一方、保元の乱を未然に防ぐために崇徳上皇を説得しようと奔走した西行でしたが、無残な結果に終わり深い哀しみの中に沈みます。そのことで心神喪失の状態になったところを高野山に連れて行かれ、日月をかけた荒行で回復していきます。真の意味の出家とは、「我という家を出、我執という家居を脱却」して森羅万象の良さに住みなし、心を同調させることだと思い至り、さらに強い意志を持ち京に戻ってきます。
西行は50歳の時に崇徳院の配流された讃岐に旅します。
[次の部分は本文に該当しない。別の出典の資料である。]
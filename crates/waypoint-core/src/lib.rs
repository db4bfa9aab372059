//! # Signals, Scopes, and Components
//!
//! Waypoint's runtime is a small single-threaded reactive core. There are a
//! handful of pieces:
//!
//! - `Signal<T>`: observable value with keyed subscribers.
//! - `Scope` / `Dispose`: cleanup ownership. Disposing a component scope is
//!   what "unmount" means.
//! - `Scheduler`: the explicit deferred queue every re-render and history
//!   commit goes through.
//! - `Context`: typed ambient values handed down explicitly, each frame with
//!   its own scope.
//! - `Component` / `RenderCx`: render closures with order-based `remember`
//!   slots, re-rendered on the next `Scheduler::tick` after an invalidation.
//!
//! ## Signals
//!
//! ```rust
//! use waypoint_core::*;
//!
//! let count = signal(0);
//! let id = count.subscribe(|v| log::debug!("count = {v}"));
//! count.set(1);
//! count.update(|v| *v += 1);
//! assert_eq!(count.get(), 2);
//! assert!(count.unsubscribe(id));
//! ```
//!
//! ## Components
//!
//! ```rust
//! use std::cell::Cell;
//! use waypoint_core::*;
//!
//! let ctx = Context::new(Scheduler::new());
//! let view = Component::mount(&ctx, |cx| {
//!     let clicks = cx.remember(|| Cell::new(0));
//!     clicks.set(clicks.get() + 1);
//!     format!("rendered {} time(s)", clicks.get())
//! });
//! assert_eq!(view.output().as_deref(), Some("rendered 1 time(s)"));
//!
//! view.unmount();
//! assert!(!view.is_mounted());
//! ```

pub mod component;
pub mod context;
pub mod effects;
pub mod scheduler;
pub mod scope;
pub mod signal;

pub use component::*;
pub use context::*;
pub use effects::*;
pub use scheduler::*;
pub use scope::*;
pub use signal::*;
use std::rc::Rc;

use crate::matcher::{PatternMatcher, RouteMatcher};
use crate::pattern::Route;

/// Routes and matching strategy for one router.
#[derive(Clone)]
pub struct RouterConfig {
    pub routes: Vec<Route>,
    pub matcher: Rc<dyn RouteMatcher>,
}

impl Default for RouterConfig {
    fn default() -> Self {
        Self {
            routes: Vec::new(),
            matcher: Rc::new(PatternMatcher),
        }
    }
}

impl RouterConfig {
    pub fn new() -> Self {
        Self::default()
    }

    pub fn with_route(mut self, route: Route) -> Self {
        self.routes.push(route);
        self
    }

    pub fn with_routes(mut self, routes: impl IntoIterator<Item = Route>) -> Self {
        self.routes.extend(routes);
        self
    }

    pub fn with_matcher(mut self, matcher: impl RouteMatcher) -> Self {
        self.matcher = Rc::new(matcher);
        self
    }
}
use std::cell::RefCell;
use std::rc::Rc;

use slotmap::{SlotMap, new_key_type};

new_key_type! {
    /// Handle returned by [`Signal::subscribe`]; pass it back to unsubscribe.
    pub struct SubId;
}

type Subscriber<T> = Rc<dyn Fn(&T)>;

pub struct Signal<T: 'static>(Rc<RefCell<Inner<T>>>);

impl<T> Clone for Signal<T> {
    fn clone(&self) -> Self {
        Self(self.0.clone())
    }
}

struct Inner<T> {
    value: T,
    subs: SlotMap<SubId, Subscriber<T>>,
}

impl<T> Signal<T> {
    pub fn new(value: T) -> Self {
        Self(Rc::new(RefCell::new(Inner {
            value,
            subs: SlotMap::with_key(),
        })))
    }

    pub fn get(&self) -> T
    where
        T: Clone,
    {
        self.0.borrow().value.clone()
    }

    /// Borrow the current value without cloning it.
    pub fn with<R>(&self, f: impl FnOnce(&T) -> R) -> R {
        f(&self.0.borrow().value)
    }

    /// Replace the value and notify every subscriber.
    ///
    /// Subscribers run after the internal borrow is released, so they may read
    /// the signal, subscribe, or unsubscribe (themselves included).
    pub fn set(&self, v: T)
    where
        T: Clone,
    {
        self.0.borrow_mut().value = v;
        self.notify();
    }

    pub fn update<F: FnOnce(&mut T)>(&self, f: F)
    where
        T: Clone,
    {
        f(&mut self.0.borrow_mut().value);
        self.notify();
    }

    pub fn subscribe(&self, f: impl Fn(&T) + 'static) -> SubId {
        self.0.borrow_mut().subs.insert(Rc::new(f))
    }

    /// Returns `false` when `id` was already removed.
    pub fn unsubscribe(&self, id: SubId) -> bool {
        self.0.borrow_mut().subs.remove(id).is_some()
    }

    pub fn subscriber_count(&self) -> usize {
        self.0.borrow().subs.len()
    }

    fn notify(&self)
    where
        T: Clone,
    {
        let (value, subs) = {
            let inner = self.0.borrow();
            let subs: Vec<(SubId, Subscriber<T>)> =
                inner.subs.iter().map(|(id, s)| (id, s.clone())).collect();
            (inner.value.clone(), subs)
        };
        for (id, sub) in subs {
            // skip anything removed by an earlier subscriber in this pass
            if self.0.borrow().subs.contains_key(id) {
                sub(&value);
            }
        }
    }
}

pub fn signal<T>(t: T) -> Signal<T> {
    Signal::new(t)
}
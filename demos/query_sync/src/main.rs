use std::rc::Rc;

use waypoint_core::{Component, Context, Scheduler};
use waypoint_router::*;

fn filter_panel(cx: &mut waypoint_core::RenderCx<'_>) -> Result<QueryParamSetter> {
    let (filter, set_filter) = use_query_param(cx, "filter")?;
    log::info!("filter panel: {}", filter.as_deref().unwrap_or("<none>"));
    Ok(set_filter)
}

fn board_header(cx: &mut waypoint_core::RenderCx<'_>) -> Result<PathParamSetter> {
    let (board, set_board) = use_path_param(cx, "boardId")?;
    log::info!("board header: {}", board.as_deref().unwrap_or("<none>"));
    Ok(set_board)
}

fn main() -> anyhow::Result<()> {
    env_logger::init();

    let scheduler = Scheduler::new();
    let history = MemoryHistory::new(&scheduler, "/projects/1/board/7?filter=open#top");
    let config = RouterConfig::new().with_route(Route::new(
        "board",
        "/projects/:projectId/board/:boardId",
    )?);
    let router = Router::mount(
        &Context::new(scheduler.clone()),
        Rc::new(history.clone()),
        config,
    );

    let filters = Component::mount(router.context(), filter_panel);
    let header = Component::mount(router.context(), board_header);

    if let Some(Ok(set_filter)) = filters.output() {
        set_filter.set("closed");
    }
    scheduler.tick();

    if let Some(Ok(set_board)) = header.output() {
        set_board.set("8")?;
    }
    scheduler.tick();

    if let Some(Ok(set_filter)) = filters.output() {
        set_filter.remove();
    }
    scheduler.tick();

    for url in history.pushed() {
        println!("pushed {url}");
    }
    println!(
        "renders: filter panel {}, board header {}",
        filters.render_count(),
        header.render_count()
    );

    filters.unmount();
    header.unmount();
    router.unmount();
    Ok(())
}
京に出没する怨霊に心を痛め、崇徳院は不運を他人の所為にせず、一切の苦難をかき抱いて森羅万象の中に同調していってほしいと鎮魂の歌を捧げます。
世の中は大きく変わり、源平の乱が始まり平家の都落ちがあります。諸国は武士の合戦で人馬が殺傷され、その荒廃に激しい憤りを感じて『 死出の山 越ゆる絶え間は あらじかし なくなる人の 数つづきつつ(西行) 』と詠んでいます。
出家した西行は人知れず庵を結んで歌い続けたのではなく、現実の世の中にもしっかりと目を向けていました。重源に頼まれて東大寺大仏殿再建のための砂金調達に、再び老骨に鞭打って陸奥の藤原秀郷のもとに向かい役割を成し遂げます。それは自分の利や昇進を抜きにした世の中のためにというものでした。
この旅の途中で偶然に源頼朝に出会います。頼朝の鋭いまなざしは勝利、成功しか見ない心なき心だが、心が生命である限り必ず森羅万象の持つ愛しさ、哀れの思いに戻ってくると、頼朝の人格の中に確信をします。
西行は、この現世に「頼朝ほどの器量の人は他には見いだせない・・・頼朝は私が生涯に見ることができたもっともすぐれた人物の一人であった」と深く感じました。『 心なき 身にもあはれは 知られけり 鴫立つ沢の 秋の夕暮(西行) 』の歌を、この場面に持ってきた辻氏の構成のうまさが表れています。
この本は西行を中心に政治、朝廷、歌の世界、仏教思想、恋が書かれていますが、哲学的なところがよく把握、理解できないままでいます。しかし歴史小説とみると、その密度の濃さに引きづりこまれてしまいました。
700ページの中から、西行の心の奥の葛藤というよりはエピソード的なものを抜き出しました。NHK「平清盛」と連動する部分です。今日5月27日の放映は『保元の乱』。先週の最後の場面に高野山から降りてきた西行の後ろ姿が見えました。今日は如何に・・・。
分厚い本からはとても辻氏の思いを書ききることはできませんが、この本に巡り合えたことはラッキーでした。ブログ仲間の記事に見つけた『西行花伝』、きっかけを作ってくださったtocoさんに感謝しています。
解説の中に、辻氏の双璧をなすのがこの『西行花伝』と『背教者ユリアヌス』だとあります。さっそく注文して文庫本3冊が届きました。やっぱり長~い・・・。